EXERCISE: Copy nothing from the entries below except the lines from the one containing "const PADDING: f32 = 28.0;" through the one containing "let entries = &self.spec.entries;", and copy those exactly.

[Saved entries]

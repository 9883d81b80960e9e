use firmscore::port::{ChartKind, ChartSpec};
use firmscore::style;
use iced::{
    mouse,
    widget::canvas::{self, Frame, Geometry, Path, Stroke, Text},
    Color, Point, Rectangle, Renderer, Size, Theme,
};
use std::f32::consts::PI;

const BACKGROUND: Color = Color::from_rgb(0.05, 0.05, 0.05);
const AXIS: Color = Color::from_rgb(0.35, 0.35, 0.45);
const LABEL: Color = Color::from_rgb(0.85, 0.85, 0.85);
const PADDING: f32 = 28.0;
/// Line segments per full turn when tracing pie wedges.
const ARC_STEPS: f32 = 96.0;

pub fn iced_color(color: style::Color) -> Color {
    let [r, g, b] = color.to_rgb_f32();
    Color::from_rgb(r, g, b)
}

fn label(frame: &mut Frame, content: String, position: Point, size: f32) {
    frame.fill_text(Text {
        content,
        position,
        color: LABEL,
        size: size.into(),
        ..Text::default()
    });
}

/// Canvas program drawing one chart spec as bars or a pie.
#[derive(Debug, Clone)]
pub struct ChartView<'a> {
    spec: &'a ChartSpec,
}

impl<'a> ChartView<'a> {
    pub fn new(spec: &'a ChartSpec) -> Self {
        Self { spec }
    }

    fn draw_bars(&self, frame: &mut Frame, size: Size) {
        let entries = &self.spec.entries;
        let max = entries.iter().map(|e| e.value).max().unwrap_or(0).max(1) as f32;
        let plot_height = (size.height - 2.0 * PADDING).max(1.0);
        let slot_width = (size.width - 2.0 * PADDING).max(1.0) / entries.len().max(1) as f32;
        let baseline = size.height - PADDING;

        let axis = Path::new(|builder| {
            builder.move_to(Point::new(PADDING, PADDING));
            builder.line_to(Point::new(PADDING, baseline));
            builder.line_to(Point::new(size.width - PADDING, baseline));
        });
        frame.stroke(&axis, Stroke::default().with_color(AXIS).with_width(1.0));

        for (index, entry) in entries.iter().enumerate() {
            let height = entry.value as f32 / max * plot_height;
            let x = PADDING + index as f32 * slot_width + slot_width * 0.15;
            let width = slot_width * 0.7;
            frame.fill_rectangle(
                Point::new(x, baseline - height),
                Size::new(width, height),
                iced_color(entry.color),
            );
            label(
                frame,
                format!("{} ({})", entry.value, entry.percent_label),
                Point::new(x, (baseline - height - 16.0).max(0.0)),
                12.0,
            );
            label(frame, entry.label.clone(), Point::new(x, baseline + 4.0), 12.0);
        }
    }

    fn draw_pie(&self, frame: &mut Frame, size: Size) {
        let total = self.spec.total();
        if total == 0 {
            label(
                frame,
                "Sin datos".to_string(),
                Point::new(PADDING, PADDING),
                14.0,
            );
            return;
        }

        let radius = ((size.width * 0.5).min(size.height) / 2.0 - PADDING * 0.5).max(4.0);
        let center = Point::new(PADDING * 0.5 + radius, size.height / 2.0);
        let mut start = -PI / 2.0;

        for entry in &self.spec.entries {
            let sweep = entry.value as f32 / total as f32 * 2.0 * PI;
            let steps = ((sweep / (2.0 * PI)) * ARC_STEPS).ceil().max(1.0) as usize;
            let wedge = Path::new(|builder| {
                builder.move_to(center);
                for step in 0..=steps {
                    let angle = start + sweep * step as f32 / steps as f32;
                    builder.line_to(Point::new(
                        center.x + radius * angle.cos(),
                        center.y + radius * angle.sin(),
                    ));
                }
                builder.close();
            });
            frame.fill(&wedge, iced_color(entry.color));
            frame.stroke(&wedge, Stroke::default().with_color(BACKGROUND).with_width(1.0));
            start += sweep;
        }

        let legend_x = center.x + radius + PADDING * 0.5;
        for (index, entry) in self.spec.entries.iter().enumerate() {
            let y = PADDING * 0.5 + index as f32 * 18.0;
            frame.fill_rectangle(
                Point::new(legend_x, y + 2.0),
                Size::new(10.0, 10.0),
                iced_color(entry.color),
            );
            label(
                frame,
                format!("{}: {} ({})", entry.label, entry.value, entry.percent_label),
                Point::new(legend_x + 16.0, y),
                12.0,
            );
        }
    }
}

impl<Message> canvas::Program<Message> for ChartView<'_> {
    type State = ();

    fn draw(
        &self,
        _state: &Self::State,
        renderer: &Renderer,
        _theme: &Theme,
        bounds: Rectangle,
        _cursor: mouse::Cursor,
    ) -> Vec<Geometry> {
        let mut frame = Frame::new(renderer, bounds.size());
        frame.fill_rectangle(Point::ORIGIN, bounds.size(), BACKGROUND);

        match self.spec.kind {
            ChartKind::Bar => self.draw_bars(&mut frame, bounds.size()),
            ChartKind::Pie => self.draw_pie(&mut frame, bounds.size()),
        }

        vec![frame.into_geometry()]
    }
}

ANSWER SPACE:
const PADDING: f32 = 28.0;
/// Line segments per full turn when tracing pie wedges.
const ARC_STEPS: f32 = 96.0;

pub fn iced_color(color: style::Color) -> Color {
    let [r, g, b] = color.to_rgb_f32();
    Color::from_rgb(r, g, b)
}

fn label(frame: &mut Frame, content: String, position: Point, size: f32) {
    frame.fill_text(Text {
        content,
        position,
        color: LABEL,
        size: size.into(),
        ..Text::default()
    });
}

/// Canvas program drawing one chart spec as bars or a pie.
#[derive(Debug, Clone)]
pub struct ChartView<'a> {
    spec: &'a ChartSpec,
}

impl<'a> ChartView<'a> {
    pub fn new(spec: &'a ChartSpec) -> Self {
        Self { spec }
    }

    fn draw_bars(&self, frame: &mut Frame, size: Size) {
        let entries = &self.spec.entries;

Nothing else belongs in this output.